How to develop patience in mathematics?

It's all part of the character building nature of the subject. But I find that it helps to have multiple questions on the go; once I can no longer stand one problem, I just put it aside, work on another problem, then return to it or yet another once I'm impatient with that one.

Take it in incremental steps: do five minutes more, then ten, twenty; an hour, two hours; an afternoon; a day, a week, a month, a year!

Note that some textbooks deliberately put in open problems as exercises.

Also, if you're planning on doing a research degree at all, you've got to learn which questions are fruitful and which to leave unanswered, bearing in mind that some questions can take decades to answer.


Always remember the Alexander_Grothendieck quotes "Mathematics is not a competition sport.

Terence Tao statement taken from https://terrytao.wordpress.com/

The objective in mathematics is not to obtain the highest ranking, the highest “score”, or the highest number of prizes and awards; instead, it is to increase understanding of mathematics (both for yourself, and for your colleagues and students), and to contribute to its development and applications. For these tasks, mathematics needs all the good people it can get.

Michael_Atiyah statement taken from Advice to a YoungMathematician

''Be patient and persistent. When thinking about a problem, perhaps the most useful device you can employ is to bear the problem in mind all the time: it worked for Newton, and it has worked for many a mortal as well. Give yourself time, especially when attacking major problems; promise yourself that you will spend a certain amount of time on a big problem without expecting much, and after that take stock and decide what to do next. Give your approach a chance to work, but do not be so wrapped up in it that you miss other ways of attacking the problem. Be mentally agile: as Paul Erd˝os put it, keep your brain open'' You have to be practice patience, because by practice everything can be acheived .Practice make a man perfect

Abel prize winner lenart carleson statement taken from his interview

If you want to solve problems, as in my case, the most important property is to be very, very stubborn.Stubbornness is important; you don’t want to give up. But as I said before, you have to know when to give up also. If you want to succeed you have to be very persistent. And I think it’s a drive not to be beaten by stupid problems.
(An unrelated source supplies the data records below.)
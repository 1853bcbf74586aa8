//! Delegated calls
//!
//! A `Call` is what owners agree on: a target, a selector naming the
//! operation on that target, and an ordered payload of field elements.

use crate::core::Felt;
use crate::crypto::sha256;
use serde::{Deserialize, Serialize};

/// A call to be dispatched to an external target
#[derive(Clone, Debug, Serialize, Deserialize, PartialEq, Eq)]
pub struct Call {
    /// Target identifier
    pub target: String,
    /// Selector / operation code on the target
    pub selector: Felt,
    /// Ordered payload
    pub payload: Vec<Felt>,
}

impl Call {
    pub fn new(target: impl Into<String>, selector: Felt, payload: Vec<Felt>) -> Self {
        Self {
            target: target.into(),
            selector,
            payload,
        }
    }

    /// Canonical byte encoding.
    ///
    /// Format: len(target) as u32 BE || target || selector || len(payload) as u32 BE || payload
    pub fn encode(&self) -> Vec<u8> {
        let mut data = Vec::with_capacity(4 + self.target.len() + 36 + self.payload.len() * 32);
        data.extend_from_slice(&(self.target.len() as u32).to_be_bytes());
        data.extend_from_slice(self.target.as_bytes());
        data.extend_from_slice(self.selector.as_bytes());
        data.extend_from_slice(&(self.payload.len() as u32).to_be_bytes());
        for item in &self.payload {
            data.extend_from_slice(item.as_bytes());
        }
        data
    }

    /// SHA-256 of the canonical encoding
    pub fn hash(&self) -> Felt {
        let mut out = [0u8; 32];
        out.copy_from_slice(&sha256(&self.encode()));
        Felt::from_bytes(out)
    }
}

#[cfg(test)]
mod tests {
    use super::*;

    #[test]
    fn test_hash_covers_every_field() {
        let base = Call::new("target", Felt::from_name("transfer"), vec![1u64.into(), 2u64.into()]);

        let mut other_target = base.clone();
        other_target.target = "other".to_string();

        let mut other_selector = base.clone();
        other_selector.selector = Felt::from_name("approve");

        let mut reordered = base.clone();
        reordered.payload.reverse();

        assert_eq!(base.hash(), base.clone().hash());
        assert_ne!(base.hash(), other_target.hash());
        assert_ne!(base.hash(), other_selector.hash());
        assert_ne!(base.hash(), reordered.hash());
    }

    #[test]
    fn test_encoding_is_length_prefixed() {
        // "ab" + [] must not collide with "a" + ["b"-ish] payloads
        let a = Call::new("ab", Felt::ZERO, vec![]);
        let b = Call::new("a", Felt::ZERO, vec![Felt::from_u64(0x62)]);
        assert_ne!(a.encode(), b.encode());
        assert_eq!(a.encode().len(), 4 + 2 + 32 + 4);
    }
}
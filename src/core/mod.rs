//! Core value types
//!
//! - `Felt`: 32-byte field element used for selectors, payloads, hashes
//!   and signature scalars
//! - `Call`: a delegated call (target, selector, payload)

pub mod call;
pub mod felt;

pub use call::Call;
pub use felt::{Felt, FeltError};
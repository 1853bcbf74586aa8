//! Initialization configuration
//!
//! The owner set and threshold are validated once here and never change
//! for the lifetime of an account.

use crate::crypto::{double_sha256, is_key_address, sha256};
use crate::multisig::error::MultisigError;
use ripemd::Ripemd160;
use serde::{Deserialize, Serialize};
use sha2::Digest;
use std::collections::BTreeSet;

/// Minimum number of owners an account can be initialized with
pub const MIN_OWNERS: usize = 2;

/// Configuration for a multisig account
#[derive(Clone, Debug, Serialize, Deserialize, PartialEq)]
pub struct MultisigConfig {
    /// Minimum distinct confirmations required (M in M-of-N)
    pub threshold: u32,
    /// Owner addresses (N), in the order given at initialization
    pub owners: Vec<String>,
    /// Optional human-readable label
    pub label: Option<String>,
}

impl MultisigConfig {
    /// Create a new configuration
    ///
    /// # Errors
    /// * `InvalidOwnerCount` if fewer than two owners are given
    /// * `DuplicateOwner` if an address appears twice
    /// * `InvalidThreshold` if the threshold is zero or exceeds the owner count
    pub fn new(
        threshold: u32,
        owners: Vec<String>,
        label: Option<String>,
    ) -> Result<Self, MultisigError> {
        if owners.len() < MIN_OWNERS {
            return Err(MultisigError::InvalidOwnerCount(owners.len()));
        }

        let mut seen = BTreeSet::new();
        for owner in &owners {
            if !seen.insert(owner.as_str()) {
                return Err(MultisigError::DuplicateOwner(owner.clone()));
            }
        }

        if threshold == 0 || threshold as usize > owners.len() {
            return Err(MultisigError::InvalidThreshold {
                threshold,
                owners: owners.len(),
            });
        }

        Ok(Self {
            threshold,
            owners,
            label,
        })
    }

    /// Require every owner to be a key address.
    ///
    /// A first key can only be registered through a signed request when
    /// the key derives to the owner's address, so any other owner string
    /// could never authenticate.
    pub fn require_key_addresses(&self) -> Result<(), MultisigError> {
        match self.owners.iter().find(|owner| !is_key_address(owner)) {
            Some(owner) => Err(MultisigError::InvalidOwnerAddress(owner.clone())),
            None => Ok(()),
        }
    }

    /// Get description like "2-of-3"
    pub fn description(&self) -> String {
        format!("{}-of-{}", self.threshold, self.owners.len())
    }

    /// Derive the account address from threshold and sorted owners
    ///
    /// Address = Base58Check(0x05 || RIPEMD160(SHA256(threshold || sorted_owners)))
    pub fn account_address(&self) -> String {
        let mut sorted = self.owners.clone();
        sorted.sort();

        let mut script_data = self.threshold.to_be_bytes().to_vec();
        for owner in &sorted {
            script_data.extend_from_slice(&(owner.len() as u32).to_be_bytes());
            script_data.extend_from_slice(owner.as_bytes());
        }

        let sha256_hash = sha256(&script_data);
        let mut ripemd = Ripemd160::new();
        ripemd.update(&sha256_hash);
        let ripemd_hash = ripemd.finalize();

        let mut address_bytes = vec![0x05];
        address_bytes.extend_from_slice(&ripemd_hash);
        let checksum = double_sha256(&address_bytes);
        address_bytes.extend_from_slice(&checksum[..4]);

        bs58::encode(address_bytes).into_string()
    }
}

#[cfg(test)]
mod tests {
    use super::*;

    fn owners(n: usize) -> Vec<String> {
        (0..n).map(|i| format!("owner{}", i)).collect()
    }

    #[test]
    fn test_config_creation() {
        let config = MultisigConfig::new(2, owners(3), Some("Treasury".to_string())).unwrap();

        assert_eq!(config.threshold, 2);
        assert_eq!(config.owners.len(), 3);
        assert_eq!(config.description(), "2-of-3");
    }

    #[test]
    fn test_config_validation() {
        assert!(matches!(
            MultisigConfig::new(1, owners(1), None),
            Err(MultisigError::InvalidOwnerCount(1))
        ));
        assert!(matches!(
            MultisigConfig::new(1, vec![], None),
            Err(MultisigError::InvalidOwnerCount(0))
        ));
        assert!(matches!(
            MultisigConfig::new(4, owners(3), None),
            Err(MultisigError::InvalidThreshold { threshold: 4, owners: 3 })
        ));
        assert!(matches!(
            MultisigConfig::new(0, owners(3), None),
            Err(MultisigError::InvalidThreshold { threshold: 0, .. })
        ));
        assert!(matches!(
            MultisigConfig::new(2, vec!["same".to_string(), "same".to_string()], None),
            Err(MultisigError::DuplicateOwner(_))
        ));

        // Threshold equal to owner count is allowed
        assert!(MultisigConfig::new(3, owners(3), None).is_ok());
    }

    #[test]
    fn test_require_key_addresses() {
        use crate::crypto::KeyPair;

        let keyed: Vec<String> = (0..3).map(|_| KeyPair::generate().address()).collect();
        let config = MultisigConfig::new(2, keyed.clone(), None).unwrap();
        assert!(config.require_key_addresses().is_ok());

        let mut mixed = keyed;
        mixed[1] = "alice".to_string();
        let config = MultisigConfig::new(2, mixed, None).unwrap();
        assert!(matches!(
            config.require_key_addresses(),
            Err(MultisigError::InvalidOwnerAddress(owner)) if owner == "alice"
        ));
    }

    #[test]
    fn test_address_determinism() {
        let mut reversed = owners(3);
        reversed.reverse();

        let a = MultisigConfig::new(2, owners(3), None).unwrap();
        let b = MultisigConfig::new(2, reversed, Some("label".to_string())).unwrap();
        let c = MultisigConfig::new(3, owners(3), None).unwrap();

        // P2SH-style version byte produces addresses starting with '3'
        assert!(a.account_address().starts_with('3'));
        assert_eq!(a.account_address(), b.account_address());
        assert_ne!(a.account_address(), c.account_address());
    }
}
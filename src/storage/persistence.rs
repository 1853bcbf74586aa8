//! Account persistence layer
//!
//! Provides save/load functionality for the multisig account state.

use crate::multisig::{MultisigAccount, MultisigError};
use std::fs;
use std::io::{self, BufReader, BufWriter};
use std::path::{Path, PathBuf};
use thiserror::Error;

/// Storage errors
#[derive(Error, Debug)]
pub enum StorageError {
    #[error("IO error: {0}")]
    IoError(#[from] io::Error),
    #[error("Serialization error: {0}")]
    SerializationError(#[from] serde_json::Error),
    #[error("Invalid data: {0}")]
    InvalidData(String),
    #[error("Invalid account state: {0}")]
    InvalidState(#[from] MultisigError),
}

/// Storage configuration
#[derive(Debug, Clone)]
pub struct StorageConfig {
    pub data_dir: PathBuf,
    pub account_file: String,
    pub outbox_file: String,
    pub backup_enabled: bool,
    pub max_backups: usize,
}

impl Default for StorageConfig {
    fn default() -> Self {
        Self {
            data_dir: PathBuf::from(".multisig_data"),
            account_file: "account.json".to_string(),
            outbox_file: "outbox.jsonl".to_string(),
            backup_enabled: true,
            max_backups: 5,
        }
    }
}

/// Account storage manager
pub struct Storage {
    config: StorageConfig,
}

impl Storage {
    /// Create a new storage manager
    pub fn new(config: StorageConfig) -> Result<Self, StorageError> {
        fs::create_dir_all(&config.data_dir)?;
        Ok(Self { config })
    }

    pub fn config(&self) -> &StorageConfig {
        &self.config
    }

    fn account_path(&self) -> PathBuf {
        self.config.data_dir.join(&self.config.account_file)
    }

    /// Path of the dispatched-call outbox
    pub fn outbox_path(&self) -> PathBuf {
        self.config.data_dir.join(&self.config.outbox_file)
    }

    fn backup_path(&self, index: usize) -> PathBuf {
        self.config
            .data_dir
            .join(format!("{}.backup.{}", self.config.account_file, index))
    }

    /// Save the account to disk
    pub fn save(&self, account: &MultisigAccount) -> Result<(), StorageError> {
        let path = self.account_path();

        if self.config.backup_enabled && path.exists() {
            self.rotate_backups()?;
            fs::copy(&path, self.backup_path(0))?;
        }

        // Write to temporary file first
        let temp_path = self.config.data_dir.join("account.tmp");
        let file = fs::File::create(&temp_path)?;
        let writer = BufWriter::new(file);
        serde_json::to_writer_pretty(writer, account)?;

        // Atomic rename
        fs::rename(&temp_path, &path)?;

        log::debug!("Saved account {} to {:?}", account.address(), path);
        Ok(())
    }

    /// Load the account from disk, rejecting snapshots that break invariants
    pub fn load(&self) -> Result<MultisigAccount, StorageError> {
        let path = self.account_path();

        if !path.exists() {
            return Err(StorageError::InvalidData(
                "Account file not found".to_string(),
            ));
        }

        load_from_file(&path)
    }

    /// Check if a saved account exists
    pub fn exists(&self) -> bool {
        self.account_path().exists()
    }

    /// Delete the saved account
    pub fn delete(&self) -> Result<(), StorageError> {
        let path = self.account_path();
        if path.exists() {
            fs::remove_file(path)?;
        }
        Ok(())
    }

    /// Rotate backup files
    fn rotate_backups(&self) -> Result<(), StorageError> {
        if self.config.max_backups == 0 {
            return Ok(());
        }

        let oldest = self.backup_path(self.config.max_backups - 1);
        if oldest.exists() {
            fs::remove_file(&oldest)?;
        }

        for i in (0..self.config.max_backups - 1).rev() {
            let current = self.backup_path(i);
            if current.exists() {
                fs::rename(&current, self.backup_path(i + 1))?;
            }
        }

        Ok(())
    }

    /// Restore from a backup
    pub fn restore_backup(&self, backup_index: usize) -> Result<MultisigAccount, StorageError> {
        let backup_path = self.backup_path(backup_index);

        if !backup_path.exists() {
            return Err(StorageError::InvalidData(format!(
                "Backup {} not found",
                backup_index
            )));
        }

        load_from_file(&backup_path)
    }

    /// List available backups
    pub fn list_backups(&self) -> Vec<usize> {
        (0..self.config.max_backups)
            .filter(|i| self.backup_path(*i).exists())
            .collect()
    }
}

/// Load an account from a specific file path
pub fn load_from_file(path: &Path) -> Result<MultisigAccount, StorageError> {
    let file = fs::File::open(path)?;
    let reader = BufReader::new(file);
    let account: MultisigAccount = serde_json::from_reader(reader)?;

    account.check_invariants()?;

    Ok(account)
}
Reading solutions step by step might be a good habit to increase the patience. By that I mean, when you struggle with a question for $30$ minutes, if you have access to a solution to that problem, you don't have to read the whole solution. For example, first you can check the first idea and after understanding it, you can simply keep struggling through that idea for another $30$ minutes maybe. If you are still not able to solve it, you can go to a further step in the solution and take it from there for another $30$ minutes, not reading the whole solution.

However, there are few things to add here. There are some problems which are hard to understand but easy to solve. For those kind of problems, the solution might be a one line proof for instance so you may ask "how can I go through the solution step by step if the solution is too short?". In these kind of cases, I would suggest trying to have a better understanding on question. This could be achieved by reading more about the topic or turning back to the points where you could not grasp the intuition. Note that this kind of "struggling" also develop some kind of patience.

Finally, there might be some questions for which you don't have an access to solution. In this case, I suggest trying to find similar problems to the one you have. Sometimes, it is more satisfying (and even harder) to adapt an existed solution of another problem to your problem, than solving the problem itself.


While developing patience is one thing, the counter-intuitive answer is that if you are taking too long to solve problems is that you are not solving enough problems. Mathematical problem solving is something that needs to be trained, both in general, but also in every subject.

If I, as someone without much training, were to run a marathon right now, I would probably take 10 hours to do so. But if I give up after 30 minutes, no one would tell me that I need more patience. A much more reasonable suggestion would be to first try to get into shape for a much shorter distance.

The same is true for textbook problems. There are of course outliers, but there is no reason for a normal textbook problem to need anywhere close to 10 hours of dedicated time to solve. If you are stuck at one problem, then you should try an easier related problem and come back later. This might come from the same, or a different textbook or can even be something you come up with on your own by modifying a given problem (e.g. dropping a condition and looking for a counterexample to something you're meant to prove).


Firstly, if you are asked to prove a statement, think a counterexample even though the question say only prove (not disprove or give counterexample.) Write your all examples and check them which properties are satisfied and not satisfied. This is my method and I am very happy with that. By the way, please be patient in general. Learning something always take time. The point reached without climbing never be top.